- **WHAT IS EXPECTED**
In the listing beneath this line, copy exactly the lines starting with the one containing "filename launchshim/lib/config/launch.rs" and going on through the one containing "tmpfs before launching.".

*** Opening RECORDS FOR THE EXERCISE ***

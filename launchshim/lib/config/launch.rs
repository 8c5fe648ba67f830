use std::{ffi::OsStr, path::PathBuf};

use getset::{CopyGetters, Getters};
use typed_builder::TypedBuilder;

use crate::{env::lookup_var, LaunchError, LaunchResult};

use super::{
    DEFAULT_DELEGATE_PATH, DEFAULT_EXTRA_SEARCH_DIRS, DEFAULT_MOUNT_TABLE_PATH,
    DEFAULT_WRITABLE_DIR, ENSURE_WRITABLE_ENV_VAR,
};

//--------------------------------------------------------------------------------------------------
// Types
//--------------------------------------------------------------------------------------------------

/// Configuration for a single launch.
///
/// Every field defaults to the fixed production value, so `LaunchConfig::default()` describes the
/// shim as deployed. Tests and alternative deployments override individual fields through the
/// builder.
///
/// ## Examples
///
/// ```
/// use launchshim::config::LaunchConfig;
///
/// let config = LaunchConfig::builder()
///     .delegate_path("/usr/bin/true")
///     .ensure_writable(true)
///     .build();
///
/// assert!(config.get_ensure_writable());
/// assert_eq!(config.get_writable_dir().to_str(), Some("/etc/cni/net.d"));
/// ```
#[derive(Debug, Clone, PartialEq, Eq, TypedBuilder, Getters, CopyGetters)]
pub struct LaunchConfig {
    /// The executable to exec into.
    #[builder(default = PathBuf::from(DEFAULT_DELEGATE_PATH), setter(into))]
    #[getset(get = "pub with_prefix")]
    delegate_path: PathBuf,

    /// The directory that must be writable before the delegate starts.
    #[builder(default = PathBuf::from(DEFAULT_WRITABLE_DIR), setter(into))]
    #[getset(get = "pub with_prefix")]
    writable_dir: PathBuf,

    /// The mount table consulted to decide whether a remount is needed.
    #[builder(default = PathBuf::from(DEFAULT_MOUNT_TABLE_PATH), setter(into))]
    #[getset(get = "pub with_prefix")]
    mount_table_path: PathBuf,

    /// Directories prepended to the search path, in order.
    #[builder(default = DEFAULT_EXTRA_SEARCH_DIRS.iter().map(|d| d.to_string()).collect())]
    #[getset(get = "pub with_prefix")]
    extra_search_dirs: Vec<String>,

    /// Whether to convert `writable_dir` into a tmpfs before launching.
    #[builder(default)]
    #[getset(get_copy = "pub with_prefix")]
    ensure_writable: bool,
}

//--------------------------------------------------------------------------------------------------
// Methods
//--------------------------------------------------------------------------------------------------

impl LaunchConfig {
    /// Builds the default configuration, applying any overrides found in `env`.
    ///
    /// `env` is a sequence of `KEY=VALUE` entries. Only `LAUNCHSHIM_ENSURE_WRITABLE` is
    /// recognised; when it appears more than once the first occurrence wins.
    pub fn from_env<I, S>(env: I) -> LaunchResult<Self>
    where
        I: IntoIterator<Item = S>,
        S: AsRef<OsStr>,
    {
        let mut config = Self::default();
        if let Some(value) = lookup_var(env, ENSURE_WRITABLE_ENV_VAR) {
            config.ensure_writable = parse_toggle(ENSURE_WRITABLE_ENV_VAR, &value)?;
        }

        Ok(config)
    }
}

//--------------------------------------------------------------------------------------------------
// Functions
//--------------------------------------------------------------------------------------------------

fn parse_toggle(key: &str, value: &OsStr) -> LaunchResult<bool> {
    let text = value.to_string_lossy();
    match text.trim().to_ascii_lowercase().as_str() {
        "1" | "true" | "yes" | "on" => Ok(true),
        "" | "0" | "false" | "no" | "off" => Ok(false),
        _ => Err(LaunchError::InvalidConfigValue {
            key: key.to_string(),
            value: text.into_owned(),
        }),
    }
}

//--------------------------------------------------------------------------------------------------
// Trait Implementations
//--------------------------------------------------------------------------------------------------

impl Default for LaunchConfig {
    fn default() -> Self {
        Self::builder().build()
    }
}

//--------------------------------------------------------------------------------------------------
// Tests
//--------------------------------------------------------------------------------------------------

*** Closing RECORDS FOR THE EXERCISE ***
*** Opening RECORDS FOR THE EXERCISE ***

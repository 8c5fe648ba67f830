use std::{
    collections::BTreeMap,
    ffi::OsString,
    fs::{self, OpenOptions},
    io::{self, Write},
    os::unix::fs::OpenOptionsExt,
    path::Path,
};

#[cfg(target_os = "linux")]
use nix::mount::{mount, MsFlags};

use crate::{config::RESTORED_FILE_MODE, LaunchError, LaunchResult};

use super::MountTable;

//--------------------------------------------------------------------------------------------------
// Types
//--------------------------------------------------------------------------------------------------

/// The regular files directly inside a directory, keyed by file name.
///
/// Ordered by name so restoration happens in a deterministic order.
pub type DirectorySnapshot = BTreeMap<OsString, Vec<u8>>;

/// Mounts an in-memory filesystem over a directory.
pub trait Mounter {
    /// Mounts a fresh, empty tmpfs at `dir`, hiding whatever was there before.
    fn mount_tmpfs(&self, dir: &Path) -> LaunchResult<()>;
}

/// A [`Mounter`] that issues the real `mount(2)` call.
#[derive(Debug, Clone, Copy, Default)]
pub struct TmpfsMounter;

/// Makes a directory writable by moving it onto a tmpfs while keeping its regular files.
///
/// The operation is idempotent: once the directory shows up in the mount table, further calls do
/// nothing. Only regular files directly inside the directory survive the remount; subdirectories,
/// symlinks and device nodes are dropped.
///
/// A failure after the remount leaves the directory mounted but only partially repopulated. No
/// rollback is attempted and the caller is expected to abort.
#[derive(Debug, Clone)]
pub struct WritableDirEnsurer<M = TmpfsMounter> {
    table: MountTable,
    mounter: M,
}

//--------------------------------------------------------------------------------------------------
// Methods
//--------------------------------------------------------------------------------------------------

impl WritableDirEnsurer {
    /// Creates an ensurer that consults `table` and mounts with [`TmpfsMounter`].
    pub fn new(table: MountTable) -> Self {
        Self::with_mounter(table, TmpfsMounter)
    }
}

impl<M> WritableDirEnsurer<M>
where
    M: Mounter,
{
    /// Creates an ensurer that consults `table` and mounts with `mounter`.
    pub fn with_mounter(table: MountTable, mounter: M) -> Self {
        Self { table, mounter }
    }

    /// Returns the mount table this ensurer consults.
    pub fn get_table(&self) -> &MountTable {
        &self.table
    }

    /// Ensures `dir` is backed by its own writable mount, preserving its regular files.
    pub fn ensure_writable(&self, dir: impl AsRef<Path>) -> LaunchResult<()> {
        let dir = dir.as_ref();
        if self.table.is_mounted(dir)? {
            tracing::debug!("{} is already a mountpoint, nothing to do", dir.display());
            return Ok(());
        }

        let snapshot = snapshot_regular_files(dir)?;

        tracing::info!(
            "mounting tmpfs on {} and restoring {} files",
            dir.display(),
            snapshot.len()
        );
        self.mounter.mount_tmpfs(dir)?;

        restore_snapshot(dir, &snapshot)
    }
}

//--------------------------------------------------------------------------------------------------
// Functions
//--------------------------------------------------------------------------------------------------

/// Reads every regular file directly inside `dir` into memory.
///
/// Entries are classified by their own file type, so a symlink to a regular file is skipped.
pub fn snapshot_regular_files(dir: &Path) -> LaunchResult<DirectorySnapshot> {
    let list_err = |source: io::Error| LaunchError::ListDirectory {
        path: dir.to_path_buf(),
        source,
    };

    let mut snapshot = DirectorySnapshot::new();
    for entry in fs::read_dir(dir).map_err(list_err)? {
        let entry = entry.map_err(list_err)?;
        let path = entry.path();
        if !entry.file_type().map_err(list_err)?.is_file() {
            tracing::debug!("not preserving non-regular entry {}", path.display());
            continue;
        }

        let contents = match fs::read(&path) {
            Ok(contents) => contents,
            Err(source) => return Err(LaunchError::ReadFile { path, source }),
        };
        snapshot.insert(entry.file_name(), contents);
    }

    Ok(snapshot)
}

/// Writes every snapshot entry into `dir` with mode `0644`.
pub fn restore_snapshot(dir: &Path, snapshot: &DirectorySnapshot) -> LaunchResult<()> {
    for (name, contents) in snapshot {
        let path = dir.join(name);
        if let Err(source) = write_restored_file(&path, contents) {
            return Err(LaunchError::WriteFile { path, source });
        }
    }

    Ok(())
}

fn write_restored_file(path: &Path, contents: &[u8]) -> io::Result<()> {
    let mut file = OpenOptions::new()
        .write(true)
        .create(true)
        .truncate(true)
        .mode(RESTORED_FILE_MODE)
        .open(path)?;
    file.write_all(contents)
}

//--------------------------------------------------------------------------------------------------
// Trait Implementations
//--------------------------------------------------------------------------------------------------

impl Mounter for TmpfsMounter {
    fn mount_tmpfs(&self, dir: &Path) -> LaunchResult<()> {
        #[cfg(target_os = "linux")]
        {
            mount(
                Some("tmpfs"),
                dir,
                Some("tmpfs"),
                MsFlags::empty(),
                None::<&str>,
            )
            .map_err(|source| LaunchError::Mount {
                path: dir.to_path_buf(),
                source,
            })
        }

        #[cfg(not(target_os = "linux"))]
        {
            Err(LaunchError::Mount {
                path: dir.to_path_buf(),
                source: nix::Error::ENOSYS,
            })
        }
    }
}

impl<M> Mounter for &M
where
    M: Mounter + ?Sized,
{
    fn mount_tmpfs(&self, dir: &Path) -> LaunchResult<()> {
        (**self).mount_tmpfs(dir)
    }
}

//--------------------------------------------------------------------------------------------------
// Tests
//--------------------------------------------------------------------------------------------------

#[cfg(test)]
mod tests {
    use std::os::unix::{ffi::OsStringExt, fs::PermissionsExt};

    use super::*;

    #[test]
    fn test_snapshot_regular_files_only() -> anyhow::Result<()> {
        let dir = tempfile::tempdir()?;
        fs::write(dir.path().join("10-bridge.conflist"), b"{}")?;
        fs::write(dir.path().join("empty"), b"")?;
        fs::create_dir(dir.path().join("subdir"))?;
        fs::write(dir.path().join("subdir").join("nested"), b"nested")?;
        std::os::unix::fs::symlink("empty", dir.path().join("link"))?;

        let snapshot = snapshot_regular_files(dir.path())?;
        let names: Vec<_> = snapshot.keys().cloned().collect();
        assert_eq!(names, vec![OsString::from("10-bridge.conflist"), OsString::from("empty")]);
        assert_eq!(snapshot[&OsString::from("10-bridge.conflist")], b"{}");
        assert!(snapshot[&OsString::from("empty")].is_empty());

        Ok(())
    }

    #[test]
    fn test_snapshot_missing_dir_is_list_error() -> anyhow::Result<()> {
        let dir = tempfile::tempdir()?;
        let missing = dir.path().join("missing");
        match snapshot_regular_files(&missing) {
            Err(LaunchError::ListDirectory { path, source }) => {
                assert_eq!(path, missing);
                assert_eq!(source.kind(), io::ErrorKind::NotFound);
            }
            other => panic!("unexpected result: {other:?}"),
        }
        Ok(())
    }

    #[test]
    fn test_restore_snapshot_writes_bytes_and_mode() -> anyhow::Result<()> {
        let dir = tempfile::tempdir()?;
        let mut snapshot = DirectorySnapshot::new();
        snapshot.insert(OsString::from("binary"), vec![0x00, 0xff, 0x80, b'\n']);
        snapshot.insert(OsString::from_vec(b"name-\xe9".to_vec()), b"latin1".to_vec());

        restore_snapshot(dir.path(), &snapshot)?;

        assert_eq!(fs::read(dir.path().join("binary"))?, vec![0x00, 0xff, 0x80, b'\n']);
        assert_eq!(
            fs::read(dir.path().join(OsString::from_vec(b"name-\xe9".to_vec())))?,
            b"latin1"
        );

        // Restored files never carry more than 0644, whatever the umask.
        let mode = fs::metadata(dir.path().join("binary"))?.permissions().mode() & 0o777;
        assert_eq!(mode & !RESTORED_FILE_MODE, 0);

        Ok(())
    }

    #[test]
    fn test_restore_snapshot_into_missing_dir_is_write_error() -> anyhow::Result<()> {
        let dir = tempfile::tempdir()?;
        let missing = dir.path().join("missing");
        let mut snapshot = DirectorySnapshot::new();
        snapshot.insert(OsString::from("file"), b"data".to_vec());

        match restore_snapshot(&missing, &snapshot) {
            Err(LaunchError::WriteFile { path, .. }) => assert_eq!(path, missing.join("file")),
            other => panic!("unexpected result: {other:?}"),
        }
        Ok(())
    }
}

*** Closing RECORDS FOR THE EXERCISE ***

- **TASK ANSWER**
filename launchshim/lib/config/launch.rs
repository 8c5fe648ba67f830
use std::{ffi::OsStr, path::PathBuf};

use getset::{CopyGetters, Getters};
use typed_builder::TypedBuilder;

use crate::{env::lookup_var, LaunchError, LaunchResult};

use super::{
    DEFAULT_DELEGATE_PATH, DEFAULT_EXTRA_SEARCH_DIRS, DEFAULT_MOUNT_TABLE_PATH,
    DEFAULT_WRITABLE_DIR, ENSURE_WRITABLE_ENV_VAR,
};

//--------------------------------------------------------------------------------------------------
// Types
//--------------------------------------------------------------------------------------------------

/// Configuration for a single launch.
///
/// Every field defaults to the fixed production value, so `LaunchConfig::default()` describes the
/// shim as deployed. Tests and alternative deployments override individual fields through the
/// builder.
///
/// ## Examples
///
/// ```
/// use launchshim::config::LaunchConfig;
///
/// let config = LaunchConfig::builder()
///     .delegate_path("/usr/bin/true")
///     .ensure_writable(true)
///     .build();
///
/// assert!(config.get_ensure_writable());
/// assert_eq!(config.get_writable_dir().to_str(), Some("/etc/cni/net.d"));
/// ```
#[derive(Debug, Clone, PartialEq, Eq, TypedBuilder, Getters, CopyGetters)]
pub struct LaunchConfig {
    /// The executable to exec into.
    #[builder(default = PathBuf::from(DEFAULT_DELEGATE_PATH), setter(into))]
    #[getset(get = "pub with_prefix")]
    delegate_path: PathBuf,

    /// The directory that must be writable before the delegate starts.
    #[builder(default = PathBuf::from(DEFAULT_WRITABLE_DIR), setter(into))]
    #[getset(get = "pub with_prefix")]
    writable_dir: PathBuf,

    /// The mount table consulted to decide whether a remount is needed.
    #[builder(default = PathBuf::from(DEFAULT_MOUNT_TABLE_PATH), setter(into))]
    #[getset(get = "pub with_prefix")]
    mount_table_path: PathBuf,

    /// Directories prepended to the search path, in order.
    #[builder(default = DEFAULT_EXTRA_SEARCH_DIRS.iter().map(|d| d.to_string()).collect())]
    #[getset(get = "pub with_prefix")]
    extra_search_dirs: Vec<String>,

    /// Whether to convert `writable_dir` into a tmpfs before launching.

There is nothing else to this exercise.